This is not in the current patch I am working on since the only edges are
in function summaries. The easiest thing to do in this case is to include a
bit in the function summary indicating that there are uses that aren't
within functions (function has a use that is a non-BlockAddress Constant,
i.e. not on an Instruction), to ensure that such functions are treated
conservatively with respect to whether they have uses or not. This probably
belongs in a follow-up patch, e.g. maybe in D17656 which adds the total
count of static callsites to each function summary in the combined index.

>
>
> I'm not sure offhand how much overhead is added by keeping each function's
> summary in a separate sunblock.
>
>
> Don't waste time on that, I'm fine with the other solutions.
>
> Thanks!
>
> --
> Mehdi
>
>
>
>
> Teresa
>
>
>> I don't have a strong opinion on this, just wondering.
>>
>> --
>> Mehdi
>>
>>
>>
>>> Also, the REFS case could eventually be extended to include other
>>> information for each refvalueid.
>>>
>>> Like I said earlier, though, since most functions have calls, we could
>>> reduce the required records by including the call array with the other
>>> summary info (e.g. combine the CALLS with the ENTRY as in the current
>>> patch).
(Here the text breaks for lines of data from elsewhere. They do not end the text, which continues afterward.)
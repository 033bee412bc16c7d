// ============================================================
// Layer 1 — CLI Commands and Arguments
// ============================================================
// Defines the two subcommands, `train` and `score`, and all
// their configurable flags. Enum-valued flags parse through
// FromStr, so a bad value is rejected before anything runs.
//
// Reference: Rust Book §12 (Building a CLI Program)

use clap::{Args, Subcommand};

use crate::application::train_use_case::TrainConfig;
use crate::ml::{
    annealing::AnnealingShape,
    model::EncoderActivation,
    scoring::InvalidMoleculePolicy,
};

#[derive(Subcommand, Debug)]
pub enum Commands {
    /// Train the fingerprint → SELFIES model
    Train(TrainArgs),

    /// Score a saved checkpoint on the scoring subset
    Score(ScoreArgs),
}

/// All arguments for the `train` command.
#[derive(Args, Debug)]
pub struct TrainArgs {
    /// Name of the run; outputs go to <models-dir>/<run-name>
    #[arg(long, default_value = "gru_vae")]
    pub run_name: String,

    /// JSON-lines dataset of {"selfies", "fps"} records
    #[arg(long, default_value = "data/train_data/dataset.jsonl")]
    pub data_path: String,

    #[arg(long, default_value = "models")]
    pub models_dir: String,

    /// One SMARTS pattern per line, line i ↔ fingerprint bit i
    #[arg(long, default_value = "data/KlekFP_keys.txt")]
    pub keys_path: String,

    /// Alphabet file (one symbol per line); built-in alphabet if absent
    #[arg(long)]
    pub alphabet_path: Option<String>,

    /// Checkpoint to load weights from before training
    #[arg(long)]
    pub resume_from: Option<String>,

    /// Train on the WGPU backend instead of NdArray
    #[arg(long)]
    pub use_gpu: bool,

    /// Fraction of records used for training
    #[arg(long, default_value_t = 0.8)]
    pub train_size: f64,

    #[arg(long, default_value_t = 42)]
    pub random_seed: u64,

    #[arg(long, default_value_t = 256)]
    pub batch_size: usize,

    #[arg(long, default_value_t = 1)]
    pub num_workers: usize,

    /// Token length every SELFIES is padded to
    #[arg(long, default_value_t = 128)]
    pub pad_to_len: usize,

    #[arg(long, default_value_t = 150)]
    pub epochs: usize,

    /// Number of the first epoch; epochs divisible by 10 are scored and checkpointed
    #[arg(long, default_value_t = 1)]
    pub start_epoch: usize,

    #[arg(long, default_value_t = 2e-4)]
    pub learn_rate: f64,

    /// Scale applied to the KL divergence before annealing
    #[arg(long, default_value_t = 0.1)]
    pub kld_weight: f64,

    /// Leave the KL term out of the backward pass
    #[arg(long)]
    pub no_kld_backward: bool,

    /// Disable KL annealing
    #[arg(long)]
    pub no_kld_annealing: bool,

    /// Epoch count over which the KL weight ramps from 0 to 1
    #[arg(long, default_value_t = 30)]
    pub annealing_max_epoch: usize,

    /// linear, cosine or logistic
    #[arg(long, default_value = "cosine")]
    pub annealing_shape: AnnealingShape,

    /// Start the annealing counter at start_epoch instead of 0
    #[arg(long)]
    pub resume_annealing: bool,

    /// Fingerprint length; must equal the number of key patterns
    #[arg(long, default_value_t = 4860)]
    pub fp_len: usize,

    /// Latent dimension
    #[arg(long, default_value_t = 32)]
    pub encoding_size: usize,

    /// GRU hidden size
    #[arg(long, default_value_t = 512)]
    pub hidden_size: usize,

    #[arg(long, default_value_t = 1)]
    pub num_layers: usize,

    #[arg(long, default_value_t = 0.2)]
    pub dropout: f64,

    /// Probability of feeding the true token to the next decoder step
    #[arg(long, default_value_t = 0.5)]
    pub teacher_ratio: f64,

    #[arg(long, default_value_t = 1024)]
    pub fc1_size: usize,

    #[arg(long, default_value_t = 1024)]
    pub fc2_size: usize,

    #[arg(long, default_value_t = 512)]
    pub fc3_size: usize,

    /// relu, gelu, tanh or silu
    #[arg(long, default_value = "relu")]
    pub encoder_activation: EncoderActivation,

    /// zero-score or exclude
    #[arg(long, default_value = "zero-score")]
    pub invalid_policy: InvalidMoleculePolicy,
}

/// Convert CLI TrainArgs into the application-layer TrainConfig.
impl From<TrainArgs> for TrainConfig {
    fn from(a: TrainArgs) -> Self {
        TrainConfig {
            run_name:            a.run_name,
            data_path:           a.data_path,
            models_dir:          a.models_dir,
            keys_path:           a.keys_path,
            alphabet_path:       a.alphabet_path,
            resume_from:         a.resume_from,
            use_gpu:             a.use_gpu,
            train_size:          a.train_size,
            random_seed:         a.random_seed,
            batch_size:          a.batch_size,
            num_workers:         a.num_workers,
            pad_to_len:          a.pad_to_len,
            epochs:              a.epochs,
            start_epoch:         a.start_epoch,
            learn_rate:          a.learn_rate,
            kld_weight:          a.kld_weight,
            kld_backward:        !a.no_kld_backward,
            kld_annealing:       !a.no_kld_annealing,
            annealing_max_epoch: a.annealing_max_epoch,
            annealing_shape:     a.annealing_shape,
            resume_annealing:    a.resume_annealing,
            fp_len:              a.fp_len,
            encoding_size:       a.encoding_size,
            hidden_size:         a.hidden_size,
            num_layers:          a.num_layers,
            dropout:             a.dropout,
            teacher_ratio:       a.teacher_ratio,
            fc1_size:            a.fc1_size,
            fc2_size:            a.fc2_size,
            fc3_size:            a.fc3_size,
            encoder_activation:  a.encoder_activation,
            invalid_policy:      a.invalid_policy,
        }
    }
}

/// All arguments for the `score` command
#[derive(Args, Debug)]
pub struct ScoreArgs {
    #[arg(long)]
    pub run_name: String,

    /// Checkpoint epoch to load
    #[arg(long)]
    pub epoch: usize,

    #[arg(long, default_value = "models")]
    pub models_dir: String,
}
That would save a bit of space (one less abbrev id to define per
>>> bitcode file, and 3 less bits per function by avoiding specifying the extra
>>> abbrev id).
>>>
>>> Thoughts?
>>>
>>> Thanks,
>>> Teresa
>>>
>>>
>>>> Teresa
>>>>
>>>>
>>>>>
>>>>> David
>>>>>
>>>>> On Fri, Feb 26, 2016 at 11:06 AM, Mehdi Amini <mehdi.amini at apple.com>
>>>>> wrote:
>>>>>
>>>>>>
>>>>>> On Feb 26, 2016, at 10:58 AM, Xinliang David Li <davidxl at google.com>
>>>>>> wrote:
>>>>>>
>>>>>>
>>>>>>
>>>>>> On Fri, Feb 26, 2016 at 10:53 AM, Mehdi Amini <mehdi.amini at apple.com>
>>>>>>  wrote:
>>>>>>
>>>>>>>
>>>>>>> > On Feb 26, 2016, at 10:38 AM, Teresa Johnson <tejohnson at google.com>
>>>>>>> wrote:
>>>>>>> >
>>>>>>> > tejohnson added a comment.
>>>>>>> >
>>>>>>> > In http://reviews.llvm.org/D17212#362864, @joker.eph wrote:
>>>>>>> >
>>>>>>> >> How could we integrate accesses to global variable as part of
>>>>>>> this?
>>>>>>> >> It turns out that to be able to benefit from the linker
>>>>>>> information on what symbol is exported during the import, this is a must.
>>>>>>> >
>>>>>>> >
>>>>>>> > Well without it you still can see which function symbols will be
>>>>>>> exported, just not the variables, so you are running with less info and I
>>>>>>> guess need to assume that all static variables will be exposed and promote
>>>>>>> them.
>>>>>>>
>>>>>>> The scheme I am currently setting up is:
>>>>>>>
>>>>>>> 1) The linker gives us the list of symbols that need to be
>>>>>>> "preserved" (can't internalize)
>>>>>>> 2) Link the combined index
>>>>>>> 3) Compute the import list for every module *by just looking at the
>>>>>>> profile*
>>>>>>> 4) Do the promotion
>>>>>>>
>>>>>>> There is absolutely no assumption for the promotion (last step): you
>>>>>>> exactly know what will be imported by *every module*, and you can promote
>>>>>>> the optimal minimal amount of symbols.
>>>>>>>
>>>>>>> All of that is good and should work with your call-graph patch "as
>>>>>>> is".
>>>>>>>
>>>>>>> I'm looking to go two steps further during stage 3:
>>>>>>>
>>>>>>> 1) I want to drive the importing heuristic cost to actually take
>>>>>>> into account the need for promotion.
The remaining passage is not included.